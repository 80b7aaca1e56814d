//! Batch result models.
//!
//! A batch is one month's uploaded sales rows run through the engine. These
//! types hold the per-row outcomes and the monthly totals that a persistence
//! layer stores alongside them.

use rust_decimal::{Decimal, RoundingStrategy};
use serde::{Deserialize, Serialize};

use super::{IncentiveResult, MonthlyPeriod, SalesRecord};

/// Store label used when an employee has no store assignment.
pub const UNASSIGNED_STORE: &str = "미지정";

/// One sales row together with its calculated result.
#[derive(Debug, Clone, PartialEq, Eq, Serialize, Deserialize)]
pub struct BatchRow {
    /// The input row.
    pub record: SalesRecord,
    /// The employee's store, or [`UNASSIGNED_STORE`].
    pub store_name: String,
    /// The engine's result for this row.
    pub result: IncentiveResult,
}

/// Monthly totals across all rows of a batch.
///
/// Sums saturate at the `Decimal` bounds rather than overflowing.
///
/// # Example
///
/// ```
/// use incentive_engine::models::BatchTotals;
///
/// let totals = BatchTotals::default();
/// assert_eq!(totals.employee_count, 0);
/// ```
#[derive(Debug, Clone, PartialEq, Eq, Default, Serialize, Deserialize)]
pub struct BatchTotals {
    /// Sum of net sales.
    pub total_revenue: Decimal,
    /// Sum of floored incentive amounts.
    pub total_incentive: Decimal,
    /// Sum of `net_sales * margin / 100`, rounded to a whole unit.
    pub total_profit: Decimal,
    /// Sum of base salaries.
    pub total_base_salary: Decimal,
    /// Sum of total salaries (incentive plus base salary).
    pub total_salary: Decimal,
    /// Number of rows in the batch.
    pub employee_count: usize,
}

impl BatchTotals {
    /// Accumulates totals over a set of batch rows.
    pub fn from_rows(rows: &[BatchRow]) -> Self {
        let mut totals = Self::default();
        let mut profit = Decimal::ZERO;

        for row in rows {
            totals.total_revenue = totals.total_revenue.saturating_add(row.record.net_sales);
            totals.total_incentive = totals
                .total_incentive
                .saturating_add(row.result.incentive_amount);
            totals.total_base_salary = totals
                .total_base_salary
                .saturating_add(row.result.base_salary);
            totals.total_salary = totals.total_salary.saturating_add(row.result.total_salary);
            profit = profit.saturating_add(row.record.gross_profit());
        }

        totals.total_profit = profit.round_dp_with_strategy(0, RoundingStrategy::MidpointAwayFromZero);
        totals.employee_count = rows.len();
        totals
    }
}

/// The outcome of running the engine over a month's sales rows.
#[derive(Debug, Clone, PartialEq, Eq, Serialize, Deserialize)]
pub struct BatchResult {
    /// The month the rows belong to.
    pub period: MonthlyPeriod,
    /// Per-row results in input order.
    pub rows: Vec<BatchRow>,
    /// Totals across all rows.
    pub totals: BatchTotals,
}
//! Monthly calculation period.
//!
//! Incentives are computed per calendar month; the [`MonthlyPeriod`] type
//! identifies which month a batch of sales rows belongs to.

use std::fmt;

use chrono::NaiveDate;
use serde::{Deserialize, Serialize};

use crate::error::{EngineError, EngineResult};

/// A calendar month identified by year and month number.
///
/// # Example
///
/// ```
/// use incentive_engine::models::MonthlyPeriod;
///
/// let period = MonthlyPeriod::new(2026, 2).unwrap();
/// assert_eq!(period.to_string(), "2026-02");
/// assert!(MonthlyPeriod::new(2026, 13).is_err());
/// ```
#[derive(Debug, Clone, Copy, PartialEq, Eq, Hash, PartialOrd, Ord, Serialize, Deserialize)]
pub struct MonthlyPeriod {
    /// The calendar year.
    pub year: i32,
    /// The month number, 1 through 12.
    pub month: u32,
}

impl MonthlyPeriod {
    /// Creates a validated period.
    ///
    /// Returns `InvalidPeriod` if the month is outside 1-12 or the year is out
    /// of the supported calendar range.
    pub fn new(year: i32, month: u32) -> EngineResult<Self> {
        let period = Self { year, month };
        period.validate()?;
        Ok(period)
    }

    /// Checks that this period names a real calendar month.
    ///
    /// Deserialized periods are not validated automatically.
    pub fn validate(&self) -> EngineResult<()> {
        match NaiveDate::from_ymd_opt(self.year, self.month, 1) {
            Some(_) => Ok(()),
            None => Err(EngineError::InvalidPeriod {
                year: self.year,
                month: self.month,
            }),
        }
    }
}

impl fmt::Display for MonthlyPeriod {
    fn fmt(&self, f: &mut fmt::Formatter<'_>) -> fmt::Result {
        write!(f, "{}-{:02}", self.year, self.month)
    }
}
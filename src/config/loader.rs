//! Configuration loading functionality.
//!
//! This module provides the [`ConfigLoader`] type for loading tenant settings
//! and the employee roster from YAML files.

use std::fs;
use std::path::Path;

use tracing::debug;

use crate::error::{EngineError, EngineResult};

use super::types::{EmployeeRoster, IncentiveConfig, IncentiveSettings, ThresholdTable};

/// Loads and provides access to incentive configuration.
///
/// # Directory Structure
///
/// ```text
/// config/service_center/
/// ├── settings.yaml   # Threshold overrides and store list
/// └── employees.yaml  # Employee roster
/// ```
///
/// # Example
///
/// ```no_run
/// use incentive_engine::config::ConfigLoader;
///
/// let loader = ConfigLoader::load("./config/service_center").unwrap();
/// let thresholds = loader.effective_thresholds();
/// println!("{} positions configured", thresholds.len());
/// ```
#[derive(Debug, Clone)]
pub struct ConfigLoader {
    config: IncentiveConfig,
}

impl ConfigLoader {
    /// Loads configuration from the specified directory.
    ///
    /// Returns an error if either file is missing (`ConfigNotFound`), contains
    /// invalid YAML (`ConfigParseError`), or configures a non-monotonic
    /// threshold triple (`InvalidThresholds`).
    ///
    /// # Example
    ///
    /// ```no_run
    /// use incentive_engine::config::ConfigLoader;
    ///
    /// let loader = ConfigLoader::load("./config/service_center")?;
    /// # Ok::<(), incentive_engine::error::EngineError>(())
    /// ```
    pub fn load<P: AsRef<Path>>(path: P) -> EngineResult<Self> {
        let path = path.as_ref();

        let settings = Self::load_yaml::<IncentiveSettings>(&path.join("settings.yaml"))?;
        let roster = Self::load_yaml::<EmployeeRoster>(&path.join("employees.yaml"))?;

        debug!(
            path = %path.display(),
            threshold_overrides = settings.thresholds.len(),
            employees = roster.employees.len(),
            "Loaded incentive configuration"
        );

        Ok(Self {
            config: IncentiveConfig::new(settings, roster)?,
        })
    }

    /// Wraps an already-built configuration.
    pub fn from_config(config: IncentiveConfig) -> Self {
        Self { config }
    }

    /// Loads and parses a YAML file.
    fn load_yaml<T: serde::de::DeserializeOwned>(path: &Path) -> EngineResult<T> {
        let path_str = path.display().to_string();

        let content = fs::read_to_string(path).map_err(|_| EngineError::ConfigNotFound {
            path: path_str.clone(),
        })?;

        serde_yaml::from_str(&content).map_err(|e| EngineError::ConfigParseError {
            path: path_str,
            message: e.to_string(),
        })
    }

    /// Returns the underlying configuration.
    pub fn config(&self) -> &IncentiveConfig {
        &self.config
    }

    /// Returns the tenant override table, if any overrides are configured.
    pub fn override_thresholds(&self) -> Option<&ThresholdTable> {
        self.config.settings().override_thresholds()
    }

    /// Returns the table a calculation would actually use per position.
    pub fn effective_thresholds(&self) -> ThresholdTable {
        self.config.settings().thresholds.overlaid_on_defaults()
    }
}
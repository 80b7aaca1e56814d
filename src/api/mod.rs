//! HTTP API module for the Incentive Engine.
//!
//! This module exposes the batch incentive calculation and the effective
//! threshold table over JSON.

mod handlers;
mod request;
mod response;
mod state;

pub use handlers::create_router;
pub use request::{CalculationRequest, PeriodRequest, SalesRowRequest, ValidatedRequest};
pub use response::{ApiError, CalculationResponse, ThresholdsResponse};
pub use state::AppState;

+---+

Work instruction: Nothing should be left out or altered, so reproduce the whole listing.

Written answer:
repository 80b7aaca1e56814d
//! Batch result models.
//!
//! A batch is one month's uploaded sales rows run through the engine. These
//! types hold the per-row outcomes and the monthly totals that a persistence
//! layer stores alongside them.

use rust_decimal::{Decimal, RoundingStrategy};
use serde::{Deserialize, Serialize};

use super::{IncentiveResult, MonthlyPeriod, SalesRecord};

/// Store label used when an employee has no store assignment.
pub const UNASSIGNED_STORE: &str = "미지정";

/// One sales row together with its calculated result.
#[derive(Debug, Clone, PartialEq, Eq, Serialize, Deserialize)]
pub struct BatchRow {
    /// The input row.
    pub record: SalesRecord,
    /// The employee's store, or [`UNASSIGNED_STORE`].
    pub store_name: String,
    /// The engine's result for this row.
    pub result: IncentiveResult,
}

/// Monthly totals across all rows of a batch.
///
/// Sums saturate at the `Decimal` bounds rather than overflowing.
///
/// # Example
///
/// ```
/// use incentive_engine::models::BatchTotals;
///
/// let totals = BatchTotals::default();
/// assert_eq!(totals.employee_count, 0);
/// ```
#[derive(Debug, Clone, PartialEq, Eq, Default, Serialize, Deserialize)]
pub struct BatchTotals {
    /// Sum of net sales.
    pub total_revenue: Decimal,
    /// Sum of floored incentive amounts.
    pub total_incentive: Decimal,
    /// Sum of `net_sales * margin / 100`, rounded to a whole unit.
    pub total_profit: Decimal,
    /// Sum of base salaries.
    pub total_base_salary: Decimal,
    /// Sum of total salaries (incentive plus base salary).
    pub total_salary: Decimal,
    /// Number of rows in the batch.
    pub employee_count: usize,
}

impl BatchTotals {
    /// Accumulates totals over a set of batch rows.
    pub fn from_rows(rows: &[BatchRow]) -> Self {
        let mut totals = Self::default();
        let mut profit = Decimal::ZERO;

        for row in rows {
            totals.total_revenue = totals.total_revenue.saturating_add(row.record.net_sales);
            totals.total_incentive = totals
                .total_incentive
                .saturating_add(row.result.incentive_amount);
            totals.total_base_salary = totals
                .total_base_salary
                .saturating_add(row.result.base_salary);
            totals.total_salary = totals.total_salary.saturating_add(row.result.total_salary);
            profit = profit.saturating_add(row.record.gross_profit());
        }

        totals.total_profit = profit.round_dp_with_strategy(0, RoundingStrategy::MidpointAwayFromZero);
        totals.employee_count = rows.len();
        totals
    }
}

/// The outcome of running the engine over a month's sales rows.
#[derive(Debug, Clone, PartialEq, Eq, Serialize, Deserialize)]
pub struct BatchResult {
    /// The month the rows belong to.
    pub period: MonthlyPeriod,
    /// Per-row results in input order.
    pub rows: Vec<BatchRow>,
    /// Totals across all rows.
    pub totals: BatchTotals,
}
//! Monthly calculation period.
//!
//! Incentives are computed per calendar month; the [`MonthlyPeriod`] type
//! identifies which month a batch of sales rows belongs to.

use std::fmt;

use chrono::NaiveDate;
use serde::{Deserialize, Serialize};

use crate::error::{EngineError, EngineResult};

/// A calendar month identified by year and month number.
///
/// # Example
///
/// ```
/// use incentive_engine::models::MonthlyPeriod;
///
/// let period = MonthlyPeriod::new(2026, 2).unwrap();
/// assert_eq!(period.to_string(), "2026-02");
/// assert!(MonthlyPeriod::new(2026, 13).is_err());
/// ```
#[derive(Debug, Clone, Copy, PartialEq, Eq, Hash, PartialOrd, Ord, Serialize, Deserialize)]
pub struct MonthlyPeriod {
    /// The calendar year.
    pub year: i32,
    /// The month number, 1 through 12.
    pub month: u32,
}

impl MonthlyPeriod {
    /// Creates a validated period.
    ///
    /// Returns `InvalidPeriod` if the month is outside 1-12 or the year is out
    /// of the supported calendar range.
    pub fn new(year: i32, month: u32) -> EngineResult<Self> {
        let period = Self { year, month };
        period.validate()?;
        Ok(period)
    }

    /// Checks that this period names a real calendar month.
    ///
    /// Deserialized periods are not validated automatically.
    pub fn validate(&self) -> EngineResult<()> {
        match NaiveDate::from_ymd_opt(self.year, self.month, 1) {
            Some(_) => Ok(()),
            None => Err(EngineError::InvalidPeriod {
                year: self.year,
                month: self.month,
            }),
        }
    }
}

impl fmt::Display for MonthlyPeriod {
    fn fmt(&self, f: &mut fmt::Formatter<'_>) -> fmt::Result {
        write!(f, "{}-{:02}", self.year, self.month)
    }
}
filename src/config/loader.rs
//! Configuration loading functionality.
//!
//! This module provides the [`ConfigLoader`] type for loading tenant settings
//! and the employee roster from YAML files.

use std::fs;
use std::path::Path;

use tracing::debug;

use crate::error::{EngineError, EngineResult};

use super::types::{EmployeeRoster, IncentiveConfig, IncentiveSettings, ThresholdTable};

/// Loads and provides access to incentive configuration.
///
/// # Directory Structure
///
/// ```text
/// config/service_center/
/// ├── settings.yaml   # Threshold overrides and store list
/// └── employees.yaml  # Employee roster
/// ```
///
/// # Example
///
/// ```no_run
/// use incentive_engine::config::ConfigLoader;
///
/// let loader = ConfigLoader::load("./config/service_center").unwrap();
/// let thresholds = loader.effective_thresholds();
/// println!("{} positions configured", thresholds.len());
/// ```
#[derive(Debug, Clone)]
pub struct ConfigLoader {
    config: IncentiveConfig,
}

impl ConfigLoader {
    /// Loads configuration from the specified directory.
    ///
    /// Returns an error if either file is missing (`ConfigNotFound`), contains
    /// invalid YAML (`ConfigParseError`), or configures a non-monotonic
    /// threshold triple (`InvalidThresholds`).
    ///
    /// # Example
    ///
    /// ```no_run
    /// use incentive_engine::config::ConfigLoader;
    ///
    /// let loader = ConfigLoader::load("./config/service_center")?;
    /// # Ok::<(), incentive_engine::error::EngineError>(())
    /// ```
    pub fn load<P: AsRef<Path>>(path: P) -> EngineResult<Self> {
        let path = path.as_ref();

        let settings = Self::load_yaml::<IncentiveSettings>(&path.join("settings.yaml"))?;
        let roster = Self::load_yaml::<EmployeeRoster>(&path.join("employees.yaml"))?;

        debug!(
            path = %path.display(),
            threshold_overrides = settings.thresholds.len(),
            employees = roster.employees.len(),
            "Loaded incentive configuration"
        );

        Ok(Self {
            config: IncentiveConfig::new(settings, roster)?,
        })
    }

    /// Wraps an already-built configuration.
    pub fn from_config(config: IncentiveConfig) -> Self {
        Self { config }
    }

    /// Loads and parses a YAML file.
    fn load_yaml<T: serde::de::DeserializeOwned>(path: &Path) -> EngineResult<T> {
        let path_str = path.display().to_string();

        let content = fs::read_to_string(path).map_err(|_| EngineError::ConfigNotFound {
            path: path_str.clone(),
        })?;

        serde_yaml::from_str(&content).map_err(|e| EngineError::ConfigParseError {
            path: path_str,
            message: e.to_string(),
        })
    }

    /// Returns the underlying configuration.
    pub fn config(&self) -> &IncentiveConfig {
        &self.config
    }

    /// Returns the tenant override table, if any overrides are configured.
    pub fn override_thresholds(&self) -> Option<&ThresholdTable> {
        self.config.settings().override_thresholds()
    }

    /// Returns the table a calculation would actually use per position.
    pub fn effective_thresholds(&self) -> ThresholdTable {
        self.config.settings().thresholds.overlaid_on_defaults()
    }
}
repository 80b7aaca1e56814d
filename src/api/mod.rs
//! HTTP API module for the Incentive Engine.
//!
//! This module exposes the batch incentive calculation and the effective
//! threshold table over JSON.

mod handlers;
mod request;
mod response;
mod state;

pub use handlers::create_router;
pub use request::{CalculationRequest, PeriodRequest, SalesRowRequest, ValidatedRequest};
pub use response::{ApiError, CalculationResponse, ThresholdsResponse};
pub use state::AppState;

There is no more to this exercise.